The records are to be restated in their entirety, word for word.

□ □ □ □ □

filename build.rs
fn main() {
    built::write_built_file().expect("Failed to acquire build-time information");
}
use crate::cli::{actions::Action, commands, dispatch, telemetry};
use anyhow::Result;

/// Map verbosity count to tracing level
const fn get_verbosity_level(verbosity: u8) -> Option<tracing::Level> {
    match verbosity {
        0 => None,
        1 => Some(tracing::Level::WARN),
        2 => Some(tracing::Level::INFO),
        3 => Some(tracing::Level::DEBUG),
        _ => Some(tracing::Level::TRACE),
    }
}

/// Parse arguments, initialize telemetry and return the action to run.
///
/// # Errors
///
/// Returns an error if argument parsing, telemetry initialization, or action dispatch fails
pub fn start() -> Result<Action> {
    let matches = commands::new().get_matches();

    let verbosity_level = get_verbosity_level(
        matches
            .get_one::<u8>(commands::logging::ARG_VERBOSITY)
            .copied()
            .unwrap_or(0),
    );

    telemetry::init(verbosity_level)?;

    dispatch::handler(&matches)
}
use crate::auth::Argon2Verifier;
use anyhow::Result;
use secrecy::SecretString;

#[derive(Debug)]
pub struct Args {
    pub password: SecretString,
}

/// Print a PHC string suitable for a principal's `password_hash`.
/// # Errors
/// Returns an error if hashing fails.
pub fn execute(args: &Args) -> Result<()> {
    let hash = Argon2Verifier::default().hash(&args.password)?;
    println!("{hash}");
    Ok(())
}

□ □ □ □ □

§ EXERCISE SOLUTION:
filename build.rs
fn main() {
    built::write_built_file().expect("Failed to acquire build-time information");
}
use crate::cli::{actions::Action, commands, dispatch, telemetry};
use anyhow::Result;

/// Map verbosity count to tracing level
const fn get_verbosity_level(verbosity: u8) -> Option<tracing::Level> {
    match verbosity {
        0 => None,
        1 => Some(tracing::Level::WARN),
        2 => Some(tracing::Level::INFO),
        3 => Some(tracing::Level::DEBUG),
        _ => Some(tracing::Level::TRACE),
    }
}

/// Parse arguments, initialize telemetry and return the action to run.
///
/// # Errors
///
/// Returns an error if argument parsing, telemetry initialization, or action dispatch fails
pub fn start() -> Result<Action> {
    let matches = commands::new().get_matches();

    let verbosity_level = get_verbosity_level(
        matches
            .get_one::<u8>(commands::logging::ARG_VERBOSITY)
            .copied()
            .unwrap_or(0),
    );

    telemetry::init(verbosity_level)?;

    dispatch::handler(&matches)
}
use crate::auth::Argon2Verifier;
use anyhow::Result;
use secrecy::SecretString;

#[derive(Debug)]
pub struct Args {
    pub password: SecretString,
}

/// Print a PHC string suitable for a principal's `password_hash`.
/// # Errors
/// Returns an error if hashing fails.
pub fn execute(args: &Args) -> Result<()> {
    let hash = Argon2Verifier::default().hash(&args.password)?;
    println!("{hash}");
    Ok(())
}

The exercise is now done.